What’s the most expensive cut of beef? Is it a Ribeye? Filet? Brisket? Something else?
It’s true that some cuts are more expensive than others. There are three main reasons why:
- Supply and demand
- Tenderness of beef
- Marbling of beef
Supply and demand: The best cuts of beef all come from the same area
The prime cuts of beef that most people desire – like Ribeye, Tenderloin, and T-Bone – only make up about 8% of the entire animal. The rest of the carcass is made up of ground beef, roasts, stew meat, bones, etc.
It’s important to note that these high demand cuts all come from the same area on the animal (more on that later), and they can be divided up in a variety of ways.
For example, a T-bone, can be divided up as both a tenderloin and a strip. That means the butcher has to choose how they’re going to cut it, and they’ll most like choose whatever they know will sell best in their region.
Tenderness of beef
Tenderness of beef is directly attributed to how much the animal’s muscle was worked. The most tender cuts of beef are the ones farthest from the horn and hoof. And the most tender area of all can be found beneath the steer’s ribs and next to the backbone.
As its name implies, the tenderloin is the most tender cut of beef. It’s also known as a filet. It’s the most expensive cut there is because of its tenderness. However, it’s also very lean and doesn’t have any marbling and beefy flavor that other high-end cuts have. That’s why the tenderloin is often served with a sauce to compliment the steak.
Marbling of beef
Beef marbling runs throughout the muscle fibers of beef and is small flecks of fat. It sometimes looks like fine white “lines” running through a steak.
Marbling is what gives beef its flavor and tenderness. It’s also one of the ways that beef gets its USDA grade of Prime, Choice or Select.

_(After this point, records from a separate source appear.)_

//! In-memory task list
//!
//! Tasks are addressed by their position in the list. The `id` field is a
//! creation counter that is reported to clients but never used for lookup.

use serde::Deserialize;
use std::path::{Path, PathBuf};
use thiserror::Error;

use super::error::ApiError;
use super::types::{Additional, Task, TransferInfo, STATUS_DOWNLOADING, STATUS_PAUSED, STATUS_WAITING};
use crate::config::FixtureConfig;

#[derive(Debug, Error)]
pub enum SeedError {
    #[error("failed to read seed file {path}: {source}")]
    Read {
        path: PathBuf,
        source: std::io::Error,
    },

    #[error("failed to parse seed file {path}: {source}")]
    Parse {
        path: PathBuf,
        source: toml::de::Error,
    },
}

/// Task as written in a seed file; `id` is assigned on load
#[derive(Debug, Deserialize)]
pub struct SeedTask {
    pub title: String,
    #[serde(default = "default_seed_status")]
    pub status: String,
    #[serde(default)]
    pub size: u64,
    #[serde(default)]
    pub additional: Additional,
}

fn default_seed_status() -> String {
    STATUS_WAITING.to_string()
}

#[derive(Debug, Deserialize)]
struct SeedFile {
    #[serde(default)]
    tasks: Vec<SeedTask>,
}

#[derive(Debug)]
pub struct TaskStore {
    tasks: Vec<Task>,
    next_id: u64,
}

impl Default for TaskStore {
    fn default() -> Self {
        Self::new()
    }
}

impl TaskStore {
    pub const fn new() -> Self {
        Self {
            tasks: Vec::new(),
            next_id: 1,
        }
    }

    /// Build the startup store: demo tasks first, then the seed file
    pub fn seeded(fixture: &FixtureConfig) -> Result<Self, SeedError> {
        let mut store = Self::new();
        if fixture.seed_demo_tasks {
            for seed in demo_tasks() {
                store.insert(seed);
            }
        }
        if let Some(path) = &fixture.seed_file {
            for seed in load_seed_file(Path::new(path))? {
                store.insert(seed);
            }
        }
        Ok(store)
    }

    pub fn list(&self) -> &[Task] {
        &self.tasks
    }

    pub fn len(&self) -> usize {
        self.tasks.len()
    }

    pub fn is_empty(&self) -> bool {
        self.tasks.is_empty()
    }

    /// Append a new waiting task with no progress
    pub fn create(&mut self, title: &str) -> &Task {
        self.insert(SeedTask {
            title: title.to_string(),
            status: default_seed_status(),
            size: 0,
            additional: Additional::default(),
        })
    }

    /// Remove the tasks at `indices`, all positions taken before removal.
    /// Nothing is removed unless every index is valid.
    pub fn delete(&mut self, indices: &[usize]) -> Result<(), ApiError> {
        self.check_indices(indices)?;

        let mut sorted = indices.to_vec();
        sorted.sort_unstable();
        sorted.dedup();
        for index in sorted.into_iter().rev() {
            self.tasks.remove(index);
        }
        Ok(())
    }

    /// Set the status label of the tasks at `indices`, all or nothing
    pub fn set_status(&mut self, indices: &[usize], status: &str) -> Result<(), ApiError> {
        self.check_indices(indices)?;

        for &index in indices {
            self.tasks[index].status = status.to_string();
        }
        Ok(())
    }

    fn check_indices(&self, indices: &[usize]) -> Result<(), ApiError> {
        let len = self.tasks.len();
        match indices.iter().find(|&&index| index >= len) {
            Some(&index) => Err(ApiError::InvalidTaskId { index, len }),
            None => Ok(()),
        }
    }

    fn insert(&mut self, seed: SeedTask) -> &Task {
        let id = self.next_id;
        self.next_id += 1;
        self.tasks.push(Task {
            id,
            title: seed.title,
            status: seed.status,
            size: seed.size,
            additional: seed.additional,
        });
        &self.tasks[self.tasks.len() - 1]
    }
}

/// The two tasks a fresh fake NAS has always reported
pub fn demo_tasks() -> Vec<SeedTask> {
    vec![
        SeedTask {
            title: "test 1".to_string(),
            status: STATUS_DOWNLOADING.to_string(),
            size: 1234,
            additional: Additional {
                transfer: TransferInfo {
                    size_downloaded: 500,
                    size_uploaded: 250,
                    speed_download: 100,
                    speed_upload: 50,
                },
            },
        },
        SeedTask {
            title: "test 2".to_string(),
            status: STATUS_PAUSED.to_string(),
            size: 1_234_567,
            additional: Additional {
                transfer: TransferInfo {
                    size_downloaded: 900_000,
                    size_uploaded: 25_000,
                    speed_download: 100,
                    speed_upload: 50,
                },
            },
        },
    ]
}

pub fn load_seed_file(path: &Path) -> Result<Vec<SeedTask>, SeedError> {
    let content = std::fs::read_to_string(path).map_err(|source| SeedError::Read {
        path: path.to_path_buf(),
        source,
    })?;
    parse_seed(&content).map_err(|source| SeedError::Parse {
        path: path.to_path_buf(),
        source,
    })
}

fn parse_seed(content: &str) -> Result<Vec<SeedTask>, toml::de::Error> {
    toml::from_str::<SeedFile>(content).map(|file| file.tasks)
}

#[cfg(test)]
mod tests {
    use super::*;

    fn store_with(titles: &[&str]) -> TaskStore {
        let mut store = TaskStore::new();
        for title in titles {
            store.create(title);
        }
        store
    }

    fn titles(store: &TaskStore) -> Vec<&str> {
        store.list().iter().map(|t| t.title.as_str()).collect()
    }

    #[test]
    fn test_create_appends_waiting_task() {
        let mut store = store_with(&["a"]);
        let task = store.create("b").clone();
        assert_eq!(task.title, "b");
        assert_eq!(task.status, STATUS_WAITING);
        assert_eq!(task.size, 0);
        assert_eq!(task.additional, Additional::default());
        assert_eq!(titles(&store), vec!["a", "b"]);
    }

    #[test]
    fn test_ids_are_never_reused() {
        let mut store = store_with(&["a", "b"]);
        store.delete(&[1]).unwrap();
        let id = store.create("c").id;
        assert_eq!(id, 3);
    }

    #[test]
    fn test_delete_removes_exactly_that_task() {
        let mut store = store_with(&["a", "b", "c"]);
        store.delete(&[1]).unwrap();
        assert_eq!(titles(&store), vec!["a", "c"]);
    }

    #[test]
    fn test_delete_multiple_uses_original_positions() {
        let mut store = store_with(&["a", "b", "c", "d"]);
        store.delete(&[3, 0, 0]).unwrap();
        assert_eq!(titles(&store), vec!["b", "c"]);
    }

    #[test]
    fn test_delete_out_of_range_leaves_store_unchanged() {
        let mut store = store_with(&["a", "b"]);
        let err = store.delete(&[0, 2]).unwrap_err();
        assert_eq!(err, ApiError::InvalidTaskId { index: 2, len: 2 });
        assert_eq!(titles(&store), vec!["a", "b"]);
    }

    #[test]
    fn test_set_status() {
        let mut store = store_with(&["a", "b"]);
        store.set_status(&[1], STATUS_PAUSED).unwrap();
        assert_eq!(store.list()[0].status, STATUS_WAITING);
        assert_eq!(store.list()[1].status, STATUS_PAUSED);

        assert!(store.set_status(&[0, 5], STATUS_PAUSED).is_err());
        assert_eq!(store.list()[0].status, STATUS_WAITING);
    }

    #[test]
    fn test_seeded_demo_tasks() {
        let fixture = FixtureConfig {
            sid: 1,
            seed_demo_tasks: true,
            seed_file: None,
        };
        let store = TaskStore::seeded(&fixture).unwrap();
        assert_eq!(titles(&store), vec!["test 1", "test 2"]);
        assert_eq!(store.list()[1].additional.transfer.size_downloaded, 900_000);
        assert_eq!(store.list()[1].id, 2);
    }

    #[test]
    fn test_seeded_from_shipped_seed_file() {
        let fixture = FixtureConfig {
            sid: 1,
            seed_demo_tasks: false,
            seed_file: Some(concat!(env!("CARGO_MANIFEST_DIR"), "/seed_tasks.toml").to_string()),
        };
        let store = TaskStore::seeded(&fixture).unwrap();
        assert_eq!(titles(&store), vec!["debian-12.iso", "archive.tar.gz"]);
        assert_eq!(store.list()[0].status, STATUS_DOWNLOADING);
        assert_eq!(store.list()[0].additional.transfer.speed_download, 1_048_576);
        assert_eq!(store.list()[1].status, "finished");
        assert_eq!(store.list()[1].additional.transfer.speed_upload, 0);
    }

    #[test]
    fn test_seed_file_follows_demo_tasks() {
        let fixture = FixtureConfig {
            sid: 1,
            seed_demo_tasks: true,
            seed_file: Some(concat!(env!("CARGO_MANIFEST_DIR"), "/seed_tasks.toml").to_string()),
        };
        let store = TaskStore::seeded(&fixture).unwrap();
        assert_eq!(
            titles(&store),
            vec!["test 1", "test 2", "debian-12.iso", "archive.tar.gz"]
        );
        let ids: Vec<u64> = store.list().iter().map(|t| t.id).collect();
        assert_eq!(ids, vec![1, 2, 3, 4]);
    }

    #[test]
    fn test_seeded_with_malformed_seed_file() {
        let mut file = tempfile::Builder::new().suffix(".toml").tempfile().unwrap();
        std::io::Write::write_all(&mut file, b"[[tasks]]\nsize = \"big\"\n").unwrap();
        let fixture = FixtureConfig {
            sid: 1,
            seed_demo_tasks: false,
            seed_file: Some(file.path().to_str().unwrap().to_string()),
        };
        let err = TaskStore::seeded(&fixture).unwrap_err();
        assert!(matches!(err, SeedError::Parse { .. }));
    }

    #[test]
    fn test_parse_seed() {
        let seeds = parse_seed(
            r#"
            [[tasks]]
            title = "ubuntu.iso"
            status = "finished"
            size = 100

            [tasks.additional.transfer]
            size_downloaded = 100

            [[tasks]]
            title = "bare"
            "#,
        )
        .unwrap();
        assert_eq!(seeds.len(), 2);
        assert_eq!(seeds[0].status, "finished");
        assert_eq!(seeds[0].additional.transfer.size_downloaded, 100);
        assert_eq!(seeds[1].status, STATUS_WAITING);
        assert_eq!(seeds[1].size, 0);
    }

    #[test]
    fn test_parse_seed_rejects_missing_title() {
        assert!(parse_seed("[[tasks]]\nstatus = \"paused\"\n").is_err());
    }

    #[test]
    fn test_missing_seed_file() {
        let err = load_seed_file(Path::new("does/not/exist.toml")).unwrap_err();
        assert!(matches!(err, SeedError::Read { .. }));
    }
}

The USDA Beef Grades – Prime, Choice, and Select – have a direct correlation to beef marbling. The steaks with the highest grades are those with the highest amount of marbling.
When ranking beef from the most marbling to least, Prime has the most marbling interspersed throughout. Next, there’s Choice with less marbling than Prime. Lastly, is Select with the least marbling of all.

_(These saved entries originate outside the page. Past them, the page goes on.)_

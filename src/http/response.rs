//! HTTP response building module
//!
//! Builders for the status codes the fake server produces.

use http_body_util::Full;
use hyper::body::Bytes;
use hyper::{Response, StatusCode};
use serde::Serialize;

const SERVER_NAME: &str = "fake_syno";

/// Build 200 JSON response, falling back to 500 if the body cannot be serialized
pub fn build_json_response<T: Serialize>(body: &T) -> Response<Full<Bytes>> {
    let json = match serde_json::to_string(body) {
        Ok(j) => j,
        Err(e) => {
            crate::logger::log_error(&format!("Failed to serialize response: {e}"));
            return build_text_response(
                StatusCode::INTERNAL_SERVER_ERROR,
                "500: Internal Server Error".to_string(),
            );
        }
    };

    Response::builder()
        .status(StatusCode::OK)
        .header("Content-Type", "application/json; charset=UTF-8")
        .header("Server", SERVER_NAME)
        .body(Full::new(Bytes::from(json)))
        .unwrap_or_else(|e| {
            log_build_error("200", &e);
            Response::new(Full::new(Bytes::new()))
        })
}

/// Build 400 Bad Request response
pub fn build_400_response(reason: &str) -> Response<Full<Bytes>> {
    build_text_response(
        StatusCode::BAD_REQUEST,
        format!("400: Bad Request ({reason})"),
    )
}

/// Build 404 Not Found response
pub fn build_404_response() -> Response<Full<Bytes>> {
    build_text_response(StatusCode::NOT_FOUND, "404: Not Found".to_string())
}

/// Build 405 Method Not Allowed response
pub fn build_405_response() -> Response<Full<Bytes>> {
    let mut response = build_text_response(
        StatusCode::METHOD_NOT_ALLOWED,
        "405: Method Not Allowed".to_string(),
    );
    response
        .headers_mut()
        .insert("Allow", hyper::header::HeaderValue::from_static("GET"));
    response
}

fn build_text_response(status: StatusCode, body: String) -> Response<Full<Bytes>> {
    Response::builder()
        .status(status)
        .header("Content-Type", "text/plain; charset=UTF-8")
        .header("Server", SERVER_NAME)
        .body(Full::new(Bytes::from(body)))
        .unwrap_or_else(|e| {
            log_build_error(status.as_str(), &e);
            Response::new(Full::new(Bytes::new()))
        })
}

/// Log response build error
fn log_build_error(status: &str, error: &hyper::http::Error) {
    crate::logger::log_error(&format!("Failed to build {status} response: {error}"));
}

When the USDA is grading beef, they specifically look at amount of marbling in the ribeye muscle between the 12th and 13th ribs. Based on that one location of the cow, they can then determine if the beef in the entire cow is Prime, Choice or Select.
The most expensive cut of beef?
The most expensive cuts of beef are always from the center of the steer, which is the loin and rib section. The reason for this is because beef gets more tender as the distance from horn and hoof increases.
Expensive cuts of beef from this area of the steer are the Tenderloin (Filet), Ribeye Steak, T-bone and/or Porterhouse Steak, and Strip Steak.